If the present arrived four days early, the party is set to take place in an unlikely location. Jose Mourinho turns 55 on Friday, and is celebrating by giving Alexis Sanchez a Manchester United debut at the Huish Park home of Yeovil Town, officially the 89th-best team in the English league.
Age can be just a number. It can also be a significant one. "There is no chance I will be 40-something again," said Mourinho a couple of weeks ago, in a reflective mood. "We cannot stop time."
At 55, Mourinho is in the second half of his managerial career; perhaps one who started at 37 has been for some time. Yet United are proof that is not necessarily a bad thing. Their three European Cups were secured by Sir Matt Busby (then 59) and Sir Alex Ferguson (at 57 and 66). Ferguson was 69 in his last Champions League final. After turning 55, he won the Premier League 10 times.

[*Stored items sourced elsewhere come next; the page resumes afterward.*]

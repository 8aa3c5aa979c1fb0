use std::io;

pub type Result<T> = std::result::Result<T, Error>;

#[derive(Debug)]
pub enum Error {
    Io(io::Error),
    EmptyKey,
    KeyNotFound,
    IndexUpdateFailed,
    DataFileNotFound(u32),
    DirectoryCorrupted(String),
    InvalidCrc,
    EndOfSegment,
    AlreadyInUse,
    ExceedsMaxBatchSize,
    MergeInProgress,
    MergeRatioUnreached,
    InsufficientDiskSpace,
    InvalidConfig(String),
    IndexBackend(String),
}

impl From<io::Error> for Error {
    fn from(err: io::Error) -> Self {
        Error::Io(err)
    }
}

impl std::fmt::Display for Error {
    fn fmt(&self, f: &mut std::fmt::Formatter<'_>) -> std::fmt::Result {
        match self {
            Error::Io(err) => write!(f, "I/O error: {}", err),
            Error::EmptyKey => write!(f, "Key is empty"),
            Error::KeyNotFound => write!(f, "Key not found"),
            Error::IndexUpdateFailed => write!(f, "Failed to update index"),
            Error::DataFileNotFound(id) => write!(f, "Segment file {} not found", id),
            Error::DirectoryCorrupted(msg) => write!(f, "Store directory corrupted: {}", msg),
            Error::InvalidCrc => write!(f, "Invalid CRC, record may be corrupted"),
            Error::EndOfSegment => write!(f, "End of segment reached"),
            Error::AlreadyInUse => write!(f, "Store directory is locked by another process"),
            Error::ExceedsMaxBatchSize => write!(f, "Batch exceeds the maximum operation count"),
            Error::MergeInProgress => write!(f, "Merge is already in progress"),
            Error::MergeRatioUnreached => write!(f, "Reclaimable ratio below the merge threshold"),
            Error::InsufficientDiskSpace => write!(f, "Not enough free disk space for merge"),
            Error::InvalidConfig(msg) => write!(f, "Invalid configuration: {}", msg),
            Error::IndexBackend(msg) => write!(f, "Index backend error: {}", msg),
        }
    }
}

impl std::error::Error for Error {}
use crate::config::IteratorConfig;
use crate::error::Result;
use crate::index::IndexIterator;
use crate::store::Store;

/// A cursor over a point-in-time snapshot of the store's keys.
///
/// Keys come from a snapshot of the index taken at creation, so writes
/// made afterwards are not observed. Values are read from the log on
/// demand through [`value`](StoreIterator::value).
pub struct StoreIterator<'a> {
    store: &'a Store,
    inner: IndexIterator,
    prefix: Vec<u8>,
}

impl Store {
    /// Opens an iterator positioned on the first matching key.
    pub fn iterator(&self, config: IteratorConfig) -> Result<StoreIterator<'_>> {
        let inner = self.index.iterator(config.reverse)?;
        let mut iter = StoreIterator {
            store: self,
            inner,
            prefix: config.prefix,
        };
        iter.skip_to_next();
        Ok(iter)
    }
}

impl StoreIterator<'_> {
    /// Repositions on the first matching key.
    pub fn rewind(&mut self) {
        self.inner.rewind();
        self.skip_to_next();
    }

    /// Positions on the first key at or past `key` in iteration order.
    pub fn seek(&mut self, key: &[u8]) {
        self.inner.seek(key);
        self.skip_to_next();
    }

    /// Advances to the next matching key.
    pub fn next(&mut self) {
        self.inner.next();
        self.skip_to_next();
    }

    /// Whether the cursor is on a key. Once exhausted it stays invalid
    /// until `rewind` or `seek`.
    pub fn valid(&self) -> bool {
        self.inner.valid()
    }

    /// The current key. Panics when the cursor is not valid.
    pub fn key(&self) -> &[u8] {
        self.inner.key()
    }

    /// Reads the current value from the log. Panics when the cursor is
    /// not valid.
    pub fn value(&self) -> Result<Vec<u8>> {
        self.store.read_position(self.inner.value())
    }

    fn skip_to_next(&mut self) {
        if self.prefix.is_empty() {
            return;
        }
        while self.inner.valid() && !self.inner.key().starts_with(&self.prefix) {
            self.inner.next();
        }
    }
}
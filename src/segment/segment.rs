use std::io;
use std::path::{Path, PathBuf};
use std::sync::atomic::{AtomicU64, Ordering};

use crate::error::{Error, Result};
use crate::fio::{self, IoBackend, IoType};

use super::record::{
    decode_header, encode_position, encode_record, LogRecord, RecordKind, RecordPosition, CRC32,
    MAX_HEADER_SIZE,
};

pub const SEGMENT_FILE_SUFFIX: &str = ".data";
pub const HINT_FILE_NAME: &str = "hint-index";
pub const MERGE_FINISHED_FILE_NAME: &str = "merge-finished";
pub const SEQ_NO_FILE_NAME: &str = "seq-no";

/// Path of the segment file with the given id: `NNNNNNNNN.data`.
pub fn segment_file_name(dir: &Path, id: u32) -> PathBuf {
    dir.join(format!("{:09}{}", id, SEGMENT_FILE_SUFFIX))
}

/// One append-only log file.
///
/// A segment knows its own id and write cursor and nothing else; which
/// segment is active and how segments relate is the engine's concern.
/// The same machinery backs the auxiliary hint / merge-marker / seq-no
/// files, which are record files without a meaningful id.
pub struct Segment {
    id: u32,
    io: Box<dyn IoBackend>,
    write_offset: AtomicU64,
}

impl Segment {
    /// Opens (creating if absent) the segment with the given id. The
    /// write cursor starts at the current file size; recovery lowers it
    /// when the file ends in a torn record.
    pub fn open(dir: &Path, id: u32, io_type: IoType) -> Result<Self> {
        Self::open_path(&segment_file_name(dir, id), id, io_type)
    }

    pub fn open_hint(dir: &Path) -> Result<Self> {
        Self::open_path(&dir.join(HINT_FILE_NAME), 0, IoType::Standard)
    }

    pub fn open_merge_finished(dir: &Path) -> Result<Self> {
        Self::open_path(&dir.join(MERGE_FINISHED_FILE_NAME), 0, IoType::Standard)
    }

    pub fn open_seq_no(dir: &Path) -> Result<Self> {
        Self::open_path(&dir.join(SEQ_NO_FILE_NAME), 0, IoType::Standard)
    }

    fn open_path(path: &Path, id: u32, io_type: IoType) -> Result<Self> {
        let io = fio::open(path, io_type)?;
        let size = io.size()?;
        Ok(Self {
            id,
            io,
            write_offset: AtomicU64::new(size),
        })
    }

    pub fn id(&self) -> u32 {
        self.id
    }

    /// Current write cursor.
    pub fn offset(&self) -> u64 {
        self.write_offset.load(Ordering::Acquire)
    }

    pub fn set_write_offset(&self, offset: u64) {
        self.write_offset.store(offset, Ordering::Release);
    }

    /// Appends the encoded bytes at the write cursor and returns the
    /// offset they landed at. Callers serialize appends through the
    /// engine lock.
    pub fn append(&self, buf: &[u8]) -> Result<u64> {
        let offset = self.write_offset.load(Ordering::Acquire);
        self.io.write_at(buf, offset)?;
        self.write_offset
            .store(offset + buf.len() as u64, Ordering::Release);
        Ok(offset)
    }

    /// Reads and decodes one record at `offset`, returning it with its
    /// encoded size.
    ///
    /// `EndOfSegment` covers every clean termination: reading at or past
    /// EOF, the all-zero sentinel left by padding, and a torn tail whose
    /// header or payload extends past the end of the file. A corrupted
    /// length field in the file's final record is indistinguishable from
    /// a torn write and also reads as `EndOfSegment`; only corruption
    /// that leaves the record within the file reaches the CRC check.
    pub fn read_record(&self, offset: u64) -> Result<(LogRecord, u32)> {
        let size = self.io.size()?;
        if offset >= size {
            return Err(Error::EndOfSegment);
        }

        // Never read more header bytes than the file still holds.
        let header_len = (MAX_HEADER_SIZE as u64).min(size - offset) as usize;
        let mut header_buf = vec![0u8; header_len];
        self.io.read_at(&mut header_buf, offset)?;

        let header = decode_header(&header_buf).ok_or(Error::EndOfSegment)?;
        if header.crc == 0 && header.key_len == 0 && header.value_len == 0 {
            return Err(Error::EndOfSegment);
        }

        let body_len = header.key_len as usize + header.value_len as usize;
        let mut body = vec![0u8; body_len];
        if body_len > 0 {
            match self.io.read_at(&mut body, offset + header.len as u64) {
                Ok(()) => {}
                Err(Error::Io(e)) if e.kind() == io::ErrorKind::UnexpectedEof => {
                    return Err(Error::EndOfSegment);
                }
                Err(e) => return Err(e),
            }
        }

        let mut digest = CRC32.digest();
        digest.update(&header_buf[4..header.len]);
        digest.update(&body);
        if digest.finalize() != header.crc {
            return Err(Error::InvalidCrc);
        }
        let kind = RecordKind::from_u8(header.kind).ok_or(Error::InvalidCrc)?;

        let value = body.split_off(header.key_len as usize);
        let record = LogRecord {
            key: body,
            value,
            kind,
        };
        Ok((record, (header.len + body_len) as u32))
    }

    /// Appends a hint record mapping `key` to `pos`.
    pub fn write_hint_record(&self, key: &[u8], pos: &RecordPosition) -> Result<()> {
        let record = LogRecord {
            key: key.to_vec(),
            value: encode_position(pos),
            kind: RecordKind::Normal,
        };
        self.append(&encode_record(&record))?;
        Ok(())
    }

    pub fn sync(&self) -> Result<()> {
        self.io.sync()
    }
}

#[cfg(test)]
mod tests {
    use super::*;
    use crate::segment::decode_position;

    fn record(key: &[u8], value: &[u8], kind: RecordKind) -> LogRecord {
        LogRecord {
            key: key.to_vec(),
            value: value.to_vec(),
            kind,
        }
    }

    #[test]
    fn test_append_and_read_roundtrip() {
        let dir = tempfile::tempdir().unwrap();
        let segment = Segment::open(dir.path(), 0, IoType::Standard).unwrap();

        let first = record(b"alpha", b"one", RecordKind::Normal);
        let second = record(b"beta", b"", RecordKind::Deleted);
        let off1 = segment.append(&encode_record(&first)).unwrap();
        let off2 = segment.append(&encode_record(&second)).unwrap();
        assert_eq!(off1, 0);

        let (decoded, size1) = segment.read_record(off1).unwrap();
        assert_eq!(decoded, first);
        assert_eq!(off2, size1 as u64);

        let (decoded, size2) = segment.read_record(off2).unwrap();
        assert_eq!(decoded, second);

        // scanning past the last record terminates cleanly
        assert!(matches!(
            segment.read_record(off2 + size2 as u64),
            Err(Error::EndOfSegment)
        ));
    }

    #[test]
    fn test_sequential_scan_consumes_reported_sizes() {
        let dir = tempfile::tempdir().unwrap();
        let segment = Segment::open(dir.path(), 1, IoType::Standard).unwrap();

        let records: Vec<LogRecord> = (0..20usize)
            .map(|i| {
                record(
                    format!("key-{i:03}").as_bytes(),
                    &vec![i as u8; i],
                    RecordKind::Normal,
                )
            })
            .collect();
        for r in &records {
            segment.append(&encode_record(r)).unwrap();
        }

        let mut offset = 0;
        let mut seen = Vec::new();
        loop {
            match segment.read_record(offset) {
                Ok((r, size)) => {
                    seen.push(r);
                    offset += size as u64;
                }
                Err(Error::EndOfSegment) => break,
                Err(e) => panic!("unexpected error: {e}"),
            }
        }
        assert_eq!(seen, records);
        assert_eq!(offset, segment.offset());
    }

    #[test]
    fn test_corrupted_byte_fails_crc() {
        let dir = tempfile::tempdir().unwrap();
        let payload = encode_record(&record(b"key", b"value", RecordKind::Normal));

        // flip each byte in turn and expect the checksum to catch it; the
        // trailing filler keeps a corrupted length field from reading past
        // EOF before the CRC is checked
        for i in 0..payload.len() {
            let segment = Segment::open(dir.path(), i as u32, IoType::Standard).unwrap();
            let mut twisted = payload.clone();
            twisted[i] ^= 0x40;
            twisted.extend_from_slice(&[0xAA; 200]);
            segment.append(&twisted).unwrap();
            assert!(
                matches!(segment.read_record(0), Err(Error::InvalidCrc)),
                "flip at byte {i} went undetected"
            );
        }
    }

    #[test]
    fn test_corrupted_length_in_final_record_reads_as_end() {
        let dir = tempfile::tempdir().unwrap();
        let segment = Segment::open(dir.path(), 0, IoType::Standard).unwrap();
        let mut twisted = encode_record(&record(b"key", b"value", RecordKind::Normal));
        // inflate the value length so the payload appears to run past
        // EOF; with nothing after the record this is indistinguishable
        // from a torn write
        twisted[6] = 0x7f;
        segment.append(&twisted).unwrap();
        assert!(matches!(segment.read_record(0), Err(Error::EndOfSegment)));
    }

    #[test]
    fn test_zero_sentinel_reads_as_end() {
        let dir = tempfile::tempdir().unwrap();
        let segment = Segment::open(dir.path(), 0, IoType::Standard).unwrap();
        segment.append(&[0u8; MAX_HEADER_SIZE]).unwrap();
        assert!(matches!(segment.read_record(0), Err(Error::EndOfSegment)));
    }

    #[test]
    fn test_torn_tail_reads_as_end() {
        let dir = tempfile::tempdir().unwrap();
        let segment = Segment::open(dir.path(), 0, IoType::Standard).unwrap();
        let enc = encode_record(&record(b"key", b"a much longer value", RecordKind::Normal));
        segment.append(&enc[..enc.len() - 6]).unwrap();
        assert!(matches!(segment.read_record(0), Err(Error::EndOfSegment)));
    }

    #[test]
    fn test_hint_record_roundtrip() {
        let dir = tempfile::tempdir().unwrap();
        let hint = Segment::open_hint(dir.path()).unwrap();
        let pos = RecordPosition {
            segment_id: 3,
            offset: 512,
            size: 64,
        };
        hint.write_hint_record(b"user:42", &pos).unwrap();

        let (decoded, _) = hint.read_record(0).unwrap();
        assert_eq!(decoded.key, b"user:42");
        assert_eq!(decode_position(&decoded.value).unwrap(), pos);
    }

    #[test]
    fn test_mmap_reads_match_standard_io() {
        let dir = tempfile::tempdir().unwrap();
        let writer = Segment::open(dir.path(), 7, IoType::Standard).unwrap();
        let r = record(b"mapped", b"value", RecordKind::Normal);
        writer.append(&encode_record(&r)).unwrap();
        writer.sync().unwrap();

        let reader = Segment::open(dir.path(), 7, IoType::MemoryMap).unwrap();
        let (decoded, _) = reader.read_record(0).unwrap();
        assert_eq!(decoded, r);
    }
}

The problem with comparing anyone with Ferguson, however, is that he can be the exception to most rules: his long-term adversary Arsene Wenger has no league titles since his 55th birthday, for instance. And while another great anomaly, Bob Paisley, did not start a managerial career that yielded six league titles and three European Cups until he was 55, Liverpool's most successful leader conforms to one trend: the majority of even the most decorated coaches have around a decade when they seem at the peak of their powers. Once again, Ferguson may be the odd man out.

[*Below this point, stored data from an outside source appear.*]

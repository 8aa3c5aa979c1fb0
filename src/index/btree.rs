use std::collections::BTreeMap;
use std::sync::RwLock;

use super::{Index, IndexIterator};
use crate::error::Result;
use crate::segment::RecordPosition;

/// Ordered balanced tree backend, rebuilt from the log on every open.
pub struct BTreeIndex {
    tree: RwLock<BTreeMap<Vec<u8>, RecordPosition>>,
}

impl BTreeIndex {
    pub fn new() -> Self {
        Self {
            tree: RwLock::new(BTreeMap::new()),
        }
    }
}

impl Default for BTreeIndex {
    fn default() -> Self {
        Self::new()
    }
}

impl Index for BTreeIndex {
    fn put(&self, key: Vec<u8>, pos: RecordPosition) -> Result<Option<RecordPosition>> {
        Ok(self.tree.write().unwrap().insert(key, pos))
    }

    fn get(&self, key: &[u8]) -> Result<Option<RecordPosition>> {
        Ok(self.tree.read().unwrap().get(key).copied())
    }

    fn delete(&self, key: &[u8]) -> Result<Option<RecordPosition>> {
        Ok(self.tree.write().unwrap().remove(key))
    }

    fn len(&self) -> Result<usize> {
        Ok(self.tree.read().unwrap().len())
    }

    fn iterator(&self, reverse: bool) -> Result<IndexIterator> {
        let entries = self
            .tree
            .read()
            .unwrap()
            .iter()
            .map(|(k, v)| (k.clone(), *v))
            .collect();
        Ok(IndexIterator::new(entries, reverse))
    }

    fn close(&self) -> Result<()> {
        Ok(())
    }
}

#[cfg(test)]
mod tests {
    use super::*;

    fn pos(offset: u64) -> RecordPosition {
        RecordPosition {
            segment_id: 0,
            offset,
            size: 20,
        }
    }

    #[test]
    fn test_put_get_delete() {
        let index = BTreeIndex::new();
        assert_eq!(index.put(b"k1".to_vec(), pos(0)).unwrap(), None);
        assert_eq!(index.put(b"k1".to_vec(), pos(20)).unwrap(), Some(pos(0)));
        assert_eq!(index.get(b"k1").unwrap(), Some(pos(20)));
        assert_eq!(index.len().unwrap(), 1);

        assert_eq!(index.delete(b"k1").unwrap(), Some(pos(20)));
        assert_eq!(index.delete(b"k1").unwrap(), None);
        assert_eq!(index.get(b"k1").unwrap(), None);
        assert_eq!(index.len().unwrap(), 0);
    }

    #[test]
    fn test_iterator_snapshot_is_stable() {
        let index = BTreeIndex::new();
        index.put(b"a".to_vec(), pos(0)).unwrap();
        index.put(b"b".to_vec(), pos(20)).unwrap();

        let iter = index.iterator(false).unwrap();
        index.put(b"c".to_vec(), pos(40)).unwrap();
        index.delete(b"a").unwrap();

        let mut keys = Vec::new();
        let mut iter = iter;
        while iter.valid() {
            keys.push(iter.key().to_vec());
            iter.next();
        }
        assert_eq!(keys, vec![b"a".to_vec(), b"b".to_vec()]);
    }
}
use std::fs::File;
use std::path::Path;

#[cfg(unix)]
use std::os::unix::fs::FileExt;

use super::IoBackend;
use crate::error::Result;

/// Standard file IO with positioned reads and writes.
pub struct StandardIo {
    file: File,
}

impl StandardIo {
    pub fn open(path: &Path) -> Result<Self> {
        let file = File::options()
            .create(true)
            .read(true)
            .write(true)
            .open(path)?;
        Ok(Self { file })
    }
}

impl IoBackend for StandardIo {
    fn read_at(&self, buf: &mut [u8], offset: u64) -> Result<()> {
        self.file.read_exact_at(buf, offset)?;
        Ok(())
    }

    fn write_at(&self, buf: &[u8], offset: u64) -> Result<usize> {
        self.file.write_all_at(buf, offset)?;
        Ok(buf.len())
    }

    fn sync(&self) -> Result<()> {
        self.file.sync_all()?;
        Ok(())
    }

    fn size(&self) -> Result<u64> {
        Ok(self.file.metadata()?.len())
    }
}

Mourinho's managerial career can be divided neatly into five-year periods. Between his 40th and 45th birthdays, the Portuguese won four league titles, the Champions League and the UEFA Cup. Between his 45th and 50th, he secured a further three league titles and a second Champions League. Since reaching 50, he has won one more domestic league and the Europa League. Taken in isolation, ignoring context and circumstance, it suggests Mourinho is in decline.
If his trophy-laden past gives him a cast-iron case to greatness, there is the sense that he is searching for a defining achievement in the latter period of his career, whether becoming the first manager to win the Champions League with three different clubs or the first since Ferguson to make United champions of England. He might even have to be a man out of time if he is to accomplish the former.
Conquering Europe is a comparatively young manager's game. Since the 71-year-old Raymond Goethals triumphed with Marseille in 1993, only two managers over the age of 55 have won the Champions League: Ferguson (twice) and the 68-year-old Jupp Heynckes in 2013. It marks a change: including Busby and Paisley, the European Cup was clinched nine times by a manager who had celebrated his 55th birthday between 1961 and 1984 including Helenio Herrera, who claimed to be born in 1916 but is believed to be six years older, and was thus not actually 49 when Inter Milan prevailed in 1965.
The facts suggest it is now easier to realise in ambitions in England than Europe at a relatively advanced age. Three of the past five Premier League titles have gone to managers aged at least 60; another was secured by Mourinho, aged 52 at the time. The past four FA Cups have all been won by managers in their 60s, generally Wenger; only five of the past 17 have gone to those under 50. Five of the past nine League Cups have been lifted by managers over 55, plus two more that went Mourinho's way at the age of 52 and 54.
Yet it is notable that after a period when there were plenty of sexagenarians and septuagenarians (Ferguson, Harry Redknapp, Roy Hodgson, Kenny Dalglish, Manuel Pellegrini, Louis van Gaal, Guus Hiddink) at major English clubs, now Mourinho is the second-oldest man in charge of a top-six outfit, behind only Wenger. Time can move on.
Many of those at the summit of the game in recent years have been Mourinho's juniors: Pep Guardiola, Antonio Conte, Zinedine Zidane, Jurgen Klopp, Massimiliano Allegri, Diego Simeone, Mauricio Pochettino and Luis Enrique are all within a decade of the United manager but at least four years younger. His contemporaries really include coaches like Rafa Benitez, Roberto Mancini and Frank Rijkaard who, for different reasons, are not challenging for major honours anymore.
The generation game may be reflected in styles of football. One recurring question is if Mourinho's brand of football was at his most pertinent and potent in the 2000s, not the 2010s, before emphasis on pressing and passing emerged as a reaction to the defensively sound counterattacking he espoused. That said, Maurizio Sarri's Napoli exude modernity, and he is 59. The perennial Heynckes is back at Bayern Munich again and Mourinho remains younger than Carlo Ancelotti; the facts may not be in his favour in his quest to lift the Champions League again, but it would be rash to dismiss him as yesterday's man. Not in Britain and not on a global stage, either.
Mourinho has voiced an ambition to take charge of Portugal, who won Euro 2016 when Fernando Santos was 61, before he retires. Two of the past three World Cup-winning managers, Marcello Lippi and Vicente del Bosque, were over 55. Both, like him, won the Champions League at a younger age. If recent history suggests it is unlikely Mourinho will triumph in Europe again, England and the international game may offer more encouragement of a crowning glory.